## Problem details
Within the records, find every line that includes the word "roles" and copy it.

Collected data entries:
- Opening Delimiter -

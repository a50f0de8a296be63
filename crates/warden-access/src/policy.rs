//! Static per-role access policies.
//!
//! A [`PolicyStore`] maps roles to [`AccessPolicy`] entries and principals to
//! roles. It is built once (from config or TOML) and read concurrently.
//!
//! ```toml
//! [roles.ops]
//! allowed_types = ["token"]
//! allowed_operations = ["read"]
//! max_per_minute = 10
//!
//! [assignments]
//! agent-7 = "ops"
//! ```

use std::collections::BTreeMap;
use std::time::Duration;

use serde::{Deserialize, Serialize};
use warden_vault::types::{Operation, SecretType};

use crate::error::{AccessError, Result};
use crate::rate_limit::RateLimitConfig;

// ---------------------------------------------------------------------------
// Decision levels
// ---------------------------------------------------------------------------

/// How much of a secret a grant exposes, from nothing to destructive access.
///
/// Levels are totally ordered; a grant never exceeds the requested level nor
/// the policy ceiling.
#[derive(Debug, Clone, Copy, PartialEq, Eq, PartialOrd, Ord, Hash, Serialize, Deserialize)]
#[serde(rename_all = "snake_case")]
pub enum DecisionLevel {
    Deny,
    MetadataOnly,
    Tokenized,
    Masked,
    Read,
    Write,
    Delete,
}

impl DecisionLevel {
    pub fn as_str(&self) -> &'static str {
        match self {
            Self::Deny => "deny",
            Self::MetadataOnly => "metadata_only",
            Self::Tokenized => "tokenized",
            Self::Masked => "masked",
            Self::Read => "read",
            Self::Write => "write",
            Self::Delete => "delete",
        }
    }

    pub fn parse(s: &str) -> Option<Self> {
        match s {
            "deny" => Some(Self::Deny),
            "metadata_only" | "metadata-only" => Some(Self::MetadataOnly),
            "tokenized" => Some(Self::Tokenized),
            "masked" => Some(Self::Masked),
            "read" => Some(Self::Read),
            "write" => Some(Self::Write),
            "delete" => Some(Self::Delete),
            _ => None,
        }
    }

    /// Minimum level an operation needs to execute.
    pub fn required_for(op: Operation) -> Self {
        match op {
            Operation::Read => Self::MetadataOnly,
            Operation::Create | Operation::Update => Self::Write,
            Operation::Delete | Operation::Rotate => Self::Delete,
        }
    }
}

impl std::fmt::Display for DecisionLevel {
    fn fmt(&self, f: &mut std::fmt::Formatter<'_>) -> std::fmt::Result {
        f.write_str(self.as_str())
    }
}

// ---------------------------------------------------------------------------
// Access window
// ---------------------------------------------------------------------------

/// Allowed UTC hours `[start_hour, end_hour)` for the most sensitive types.
/// Wraps past midnight when `start_hour > end_hour`.
#[derive(Debug, Clone, Copy, PartialEq, Eq, Serialize, Deserialize)]
pub struct AccessWindow {
    pub start_hour: u32,
    pub end_hour: u32,
}

impl AccessWindow {
    pub fn contains(&self, hour: u32) -> bool {
        if self.start_hour <= self.end_hour {
            hour >= self.start_hour && hour < self.end_hour
        } else {
            hour >= self.start_hour || hour < self.end_hour
        }
    }
}

// ---------------------------------------------------------------------------
// Policy
// ---------------------------------------------------------------------------

/// Capabilities of one role.
#[derive(Debug, Clone, PartialEq, Serialize, Deserialize)]
#[serde(default)]
pub struct AccessPolicy {
    pub allowed_types: Vec<SecretType>,
    pub allowed_operations: Vec<Operation>,
    /// Requests allowed per `rate_window_secs`.
    #[serde(alias = "max_per_minute")]
    pub rate_limit: u32,
    pub rate_window_secs: u64,
    /// Optional short-window burst cap.
    pub burst_limit: Option<u32>,
    pub burst_window_secs: u64,
    /// Extra denial period after a limit is exceeded.
    pub cooldown_secs: u64,
    pub requires_justification: bool,
    pub allow_cross_tenant: bool,
    pub cross_tenant_requires_justification: bool,
    pub session_ttl_secs: u64,
    /// Highest decision level this role may ever be granted.
    pub max_level: DecisionLevel,
    /// Hours during which credential/financial secrets may be touched.
    pub access_window: Option<AccessWindow>,
}

impl Default for AccessPolicy {
    fn default() -> Self {
        Self {
            allowed_types: Vec::new(),
            allowed_operations: vec![Operation::Read],
            rate_limit: 60,
            rate_window_secs: 60,
            burst_limit: None,
            burst_window_secs: 1,
            cooldown_secs: 0,
            requires_justification: false,
            allow_cross_tenant: false,
            cross_tenant_requires_justification: true,
            session_ttl_secs: 900,
            max_level: DecisionLevel::Read,
            access_window: None,
        }
    }
}

impl AccessPolicy {
    pub fn permits_type(&self, secret_type: SecretType) -> bool {
        self.allowed_types.contains(&secret_type)
    }

    pub fn permits_operation(&self, op: Operation) -> bool {
        self.allowed_operations.contains(&op) && self.max_level >= DecisionLevel::required_for(op)
    }

    pub fn session_ttl(&self) -> Duration {
        Duration::from_secs(self.session_ttl_secs)
    }

    pub fn rate_config(&self) -> RateLimitConfig {
        RateLimitConfig {
            max_requests: self.rate_limit,
            window: Duration::from_secs(self.rate_window_secs),
            burst_limit: self.burst_limit,
            burst_window: Duration::from_secs(self.burst_window_secs),
            cooldown: Duration::from_secs(self.cooldown_secs),
        }
    }

    fn validate(&self, role: &str) -> Result<()> {
        let invalid = |reason: &str| AccessError::InvalidPolicy {
            role: role.to_string(),
            reason: reason.to_string(),
        };
        if self.rate_limit == 0 || self.rate_window_secs == 0 {
            return Err(invalid("rate budget must be non-zero"));
        }
        if self.burst_limit == Some(0) || self.burst_window_secs == 0 {
            return Err(invalid("burst budget must be non-zero"));
        }
        if self.session_ttl_secs == 0 {
            return Err(invalid("session_ttl_secs must be non-zero"));
        }
        if let Some(w) = self.access_window
            && (w.start_hour > 23 || w.end_hour > 24 || w.start_hour == w.end_hour)
        {
            return Err(invalid("access_window hours out of range"));
        }
        Ok(())
    }
}

// ---------------------------------------------------------------------------
// Store
// ---------------------------------------------------------------------------

/// Serialized form of a policy set.
#[derive(Debug, Clone, Default, PartialEq, Serialize, Deserialize)]
#[serde(default)]
pub struct PolicySet {
    pub roles: BTreeMap<String, AccessPolicy>,
    /// principal id -> role name
    pub assignments: BTreeMap<String, String>,
}

/// Role table plus principal assignments.
#[derive(Debug, Clone, Default)]
pub struct PolicyStore {
    set: PolicySet,
}

impl PolicyStore {
    /// Build a store, validating every role and assignment.
    pub fn new(set: PolicySet) -> Result<Self> {
        for (role, policy) in &set.roles {
            policy.validate(role)?;
        }
        for role in set.assignments.values() {
            if !set.roles.contains_key(role) {
                return Err(AccessError::UnknownRole { role: role.clone() });
            }
        }
        tracing::info!(
            roles = set.roles.len(),
            assignments = set.assignments.len(),
            "policy store loaded"
        );
        Ok(Self { set })
    }

    pub fn from_toml(s: &str) -> Result<Self> {
        Self::new(toml::from_str(s)?)
    }

    pub fn load(path: impl AsRef<std::path::Path>) -> Result<Self> {
        Self::from_toml(&std::fs::read_to_string(path)?)
    }

    /// Role and policy assigned to `principal`.
    pub fn policy_for(&self, principal: &str) -> Option<(&str, &AccessPolicy)> {
        let role = self.set.assignments.get(principal)?;
        self.set.roles.get(role).map(|p| (role.as_str(), p))
    }

    pub fn role(&self, role: &str) -> Option<&AccessPolicy> {
        self.set.roles.get(role)
    }

    pub fn roles(&self) -> impl Iterator<Item = (&String, &AccessPolicy)> {
        self.set.roles.iter()
    }

    pub fn assignments(&self) -> impl Iterator<Item = (&String, &String)> {
        self.set.assignments.iter()
    }

    pub fn policy_set(&self) -> &PolicySet {
        &self.set
    }
}

// ---------------------------------------------------------------------------
// Tests
// ---------------------------------------------------------------------------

- Closing Delimiter -

## Response
//! A [`PolicyStore`] maps roles to [`AccessPolicy`] entries and principals to
//! roles. It is built once (from config or TOML) and read concurrently.
//! [roles.ops]
    pub roles: BTreeMap<String, AccessPolicy>,
        for (role, policy) in &set.roles {
            if !set.roles.contains_key(role) {
            roles = set.roles.len(),
        self.set.roles.get(role).map(|p| (role.as_str(), p))
        self.set.roles.get(role)
    pub fn roles(&self) -> impl Iterator<Item = (&String, &AccessPolicy)> {
        self.set.roles.iter()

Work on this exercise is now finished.